**Assigned task**
Every entry has to be output exactly, with none skipped.

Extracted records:

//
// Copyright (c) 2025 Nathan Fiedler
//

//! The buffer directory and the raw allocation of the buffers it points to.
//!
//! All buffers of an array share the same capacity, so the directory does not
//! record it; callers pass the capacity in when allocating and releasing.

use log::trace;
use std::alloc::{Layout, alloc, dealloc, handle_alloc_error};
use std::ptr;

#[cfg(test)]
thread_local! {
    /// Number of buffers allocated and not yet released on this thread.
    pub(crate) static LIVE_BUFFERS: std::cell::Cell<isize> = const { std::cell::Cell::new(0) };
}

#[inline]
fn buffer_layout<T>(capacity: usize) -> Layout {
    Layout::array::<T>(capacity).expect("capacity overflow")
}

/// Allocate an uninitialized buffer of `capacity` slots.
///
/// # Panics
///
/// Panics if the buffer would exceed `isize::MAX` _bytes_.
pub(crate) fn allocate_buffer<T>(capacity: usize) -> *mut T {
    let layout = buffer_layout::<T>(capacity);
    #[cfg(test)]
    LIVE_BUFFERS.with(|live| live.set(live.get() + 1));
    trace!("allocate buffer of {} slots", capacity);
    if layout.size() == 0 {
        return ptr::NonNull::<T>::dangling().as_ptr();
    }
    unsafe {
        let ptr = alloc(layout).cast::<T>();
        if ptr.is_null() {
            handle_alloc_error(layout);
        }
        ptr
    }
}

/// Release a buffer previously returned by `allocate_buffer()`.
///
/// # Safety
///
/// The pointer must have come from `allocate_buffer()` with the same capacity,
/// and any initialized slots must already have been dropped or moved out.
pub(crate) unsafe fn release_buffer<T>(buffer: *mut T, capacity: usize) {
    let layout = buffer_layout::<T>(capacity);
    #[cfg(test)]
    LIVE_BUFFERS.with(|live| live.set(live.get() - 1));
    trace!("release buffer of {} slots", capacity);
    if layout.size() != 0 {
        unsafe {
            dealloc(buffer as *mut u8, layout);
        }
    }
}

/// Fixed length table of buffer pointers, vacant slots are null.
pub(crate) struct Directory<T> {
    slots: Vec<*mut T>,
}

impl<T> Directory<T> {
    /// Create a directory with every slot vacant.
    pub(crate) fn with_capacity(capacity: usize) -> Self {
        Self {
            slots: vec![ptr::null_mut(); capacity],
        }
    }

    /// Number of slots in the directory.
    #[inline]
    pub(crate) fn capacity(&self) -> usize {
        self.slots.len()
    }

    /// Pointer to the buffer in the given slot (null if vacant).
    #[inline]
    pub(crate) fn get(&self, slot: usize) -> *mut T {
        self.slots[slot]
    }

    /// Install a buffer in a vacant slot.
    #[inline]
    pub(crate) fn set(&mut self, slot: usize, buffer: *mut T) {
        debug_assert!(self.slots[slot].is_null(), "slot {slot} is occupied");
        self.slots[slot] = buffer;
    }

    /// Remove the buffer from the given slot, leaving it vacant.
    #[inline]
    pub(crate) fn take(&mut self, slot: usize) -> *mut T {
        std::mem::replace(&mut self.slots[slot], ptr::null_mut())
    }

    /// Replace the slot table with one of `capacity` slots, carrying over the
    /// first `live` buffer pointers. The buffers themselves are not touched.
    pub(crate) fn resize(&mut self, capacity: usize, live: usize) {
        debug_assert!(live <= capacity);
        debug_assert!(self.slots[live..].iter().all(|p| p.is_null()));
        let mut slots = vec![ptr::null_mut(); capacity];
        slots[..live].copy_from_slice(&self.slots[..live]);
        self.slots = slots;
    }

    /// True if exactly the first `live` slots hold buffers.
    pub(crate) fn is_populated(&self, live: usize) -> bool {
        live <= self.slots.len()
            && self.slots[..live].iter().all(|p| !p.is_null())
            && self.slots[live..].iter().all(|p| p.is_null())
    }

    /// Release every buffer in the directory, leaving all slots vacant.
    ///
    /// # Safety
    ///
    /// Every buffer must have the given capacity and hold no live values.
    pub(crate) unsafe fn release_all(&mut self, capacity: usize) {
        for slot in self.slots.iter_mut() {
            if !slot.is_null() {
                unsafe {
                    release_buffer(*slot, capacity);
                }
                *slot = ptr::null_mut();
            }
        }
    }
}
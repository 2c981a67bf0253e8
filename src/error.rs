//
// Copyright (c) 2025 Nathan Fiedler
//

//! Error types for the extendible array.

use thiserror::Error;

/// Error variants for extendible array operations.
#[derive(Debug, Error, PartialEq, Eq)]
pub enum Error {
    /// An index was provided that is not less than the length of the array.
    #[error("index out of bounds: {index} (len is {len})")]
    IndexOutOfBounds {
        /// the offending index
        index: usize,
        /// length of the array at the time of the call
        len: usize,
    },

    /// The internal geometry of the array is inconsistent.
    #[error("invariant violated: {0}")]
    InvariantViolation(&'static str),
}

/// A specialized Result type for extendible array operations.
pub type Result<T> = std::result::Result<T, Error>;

**Result below**
//
// Copyright (c) 2025 Nathan Fiedler
//

//! The buffer directory and the raw allocation of the buffers it points to.
//!
//! All buffers of an array share the same capacity, so the directory does not
//! record it; callers pass the capacity in when allocating and releasing.

use log::trace;
use std::alloc::{Layout, alloc, dealloc, handle_alloc_error};
use std::ptr;

#[cfg(test)]
thread_local! {
    /// Number of buffers allocated and not yet released on this thread.
    pub(crate) static LIVE_BUFFERS: std::cell::Cell<isize> = const { std::cell::Cell::new(0) };
}

#[inline]
fn buffer_layout<T>(capacity: usize) -> Layout {
    Layout::array::<T>(capacity).expect("capacity overflow")
}

/// Allocate an uninitialized buffer of `capacity` slots.
///
/// # Panics
///
/// Panics if the buffer would exceed `isize::MAX` _bytes_.
pub(crate) fn allocate_buffer<T>(capacity: usize) -> *mut T {
    let layout = buffer_layout::<T>(capacity);
    #[cfg(test)]
    LIVE_BUFFERS.with(|live| live.set(live.get() + 1));
    trace!("allocate buffer of {} slots", capacity);
    if layout.size() == 0 {
        return ptr::NonNull::<T>::dangling().as_ptr();
    }
    unsafe {
        let ptr = alloc(layout).cast::<T>();
        if ptr.is_null() {
            handle_alloc_error(layout);
        }
        ptr
    }
}

/// Release a buffer previously returned by `allocate_buffer()`.
///
/// # Safety
///
/// The pointer must have come from `allocate_buffer()` with the same capacity,
/// and any initialized slots must already have been dropped or moved out.
pub(crate) unsafe fn release_buffer<T>(buffer: *mut T, capacity: usize) {
    let layout = buffer_layout::<T>(capacity);
    #[cfg(test)]
    LIVE_BUFFERS.with(|live| live.set(live.get() - 1));
    trace!("release buffer of {} slots", capacity);
    if layout.size() != 0 {
        unsafe {
            dealloc(buffer as *mut u8, layout);
        }
    }
}

/// Fixed length table of buffer pointers, vacant slots are null.
pub(crate) struct Directory<T> {
    slots: Vec<*mut T>,
}

impl<T> Directory<T> {
    /// Create a directory with every slot vacant.
    pub(crate) fn with_capacity(capacity: usize) -> Self {
        Self {
            slots: vec![ptr::null_mut(); capacity],
        }
    }

    /// Number of slots in the directory.
    #[inline]
    pub(crate) fn capacity(&self) -> usize {
        self.slots.len()
    }

    /// Pointer to the buffer in the given slot (null if vacant).
    #[inline]
    pub(crate) fn get(&self, slot: usize) -> *mut T {
        self.slots[slot]
    }

    /// Install a buffer in a vacant slot.
    #[inline]
    pub(crate) fn set(&mut self, slot: usize, buffer: *mut T) {
        debug_assert!(self.slots[slot].is_null(), "slot {slot} is occupied");
        self.slots[slot] = buffer;
    }

    /// Remove the buffer from the given slot, leaving it vacant.
    #[inline]
    pub(crate) fn take(&mut self, slot: usize) -> *mut T {
        std::mem::replace(&mut self.slots[slot], ptr::null_mut())
    }

    /// Replace the slot table with one of `capacity` slots, carrying over the
    /// first `live` buffer pointers. The buffers themselves are not touched.
    pub(crate) fn resize(&mut self, capacity: usize, live: usize) {
        debug_assert!(live <= capacity);
        debug_assert!(self.slots[live..].iter().all(|p| p.is_null()));
        let mut slots = vec![ptr::null_mut(); capacity];
        slots[..live].copy_from_slice(&self.slots[..live]);
        self.slots = slots;
    }

    /// True if exactly the first `live` slots hold buffers.
    pub(crate) fn is_populated(&self, live: usize) -> bool {
        live <= self.slots.len()
            && self.slots[..live].iter().all(|p| !p.is_null())
            && self.slots[live..].iter().all(|p| p.is_null())
    }

    /// Release every buffer in the directory, leaving all slots vacant.
    ///
    /// # Safety
    ///
    /// Every buffer must have the given capacity and hold no live values.
    pub(crate) unsafe fn release_all(&mut self, capacity: usize) {
        for slot in self.slots.iter_mut() {
            if !slot.is_null() {
                unsafe {
                    release_buffer(*slot, capacity);
                }
                *slot = ptr::null_mut();
            }
        }
    }
}
repository 2c981a67bf0253e8
filename src/error.rs
//
// Copyright (c) 2025 Nathan Fiedler
//

//! Error types for the extendible array.

use thiserror::Error;

/// Error variants for extendible array operations.
#[derive(Debug, Error, PartialEq, Eq)]
pub enum Error {
    /// An index was provided that is not less than the length of the array.
    #[error("index out of bounds: {index} (len is {len})")]
    IndexOutOfBounds {
        /// the offending index
        index: usize,
        /// length of the array at the time of the call
        len: usize,
    },

    /// The internal geometry of the array is inconsistent.
    #[error("invariant violated: {0}")]
    InvariantViolation(&'static str),
}

/// A specialized Result type for extendible array operations.
pub type Result<T> = std::result::Result<T, Error>;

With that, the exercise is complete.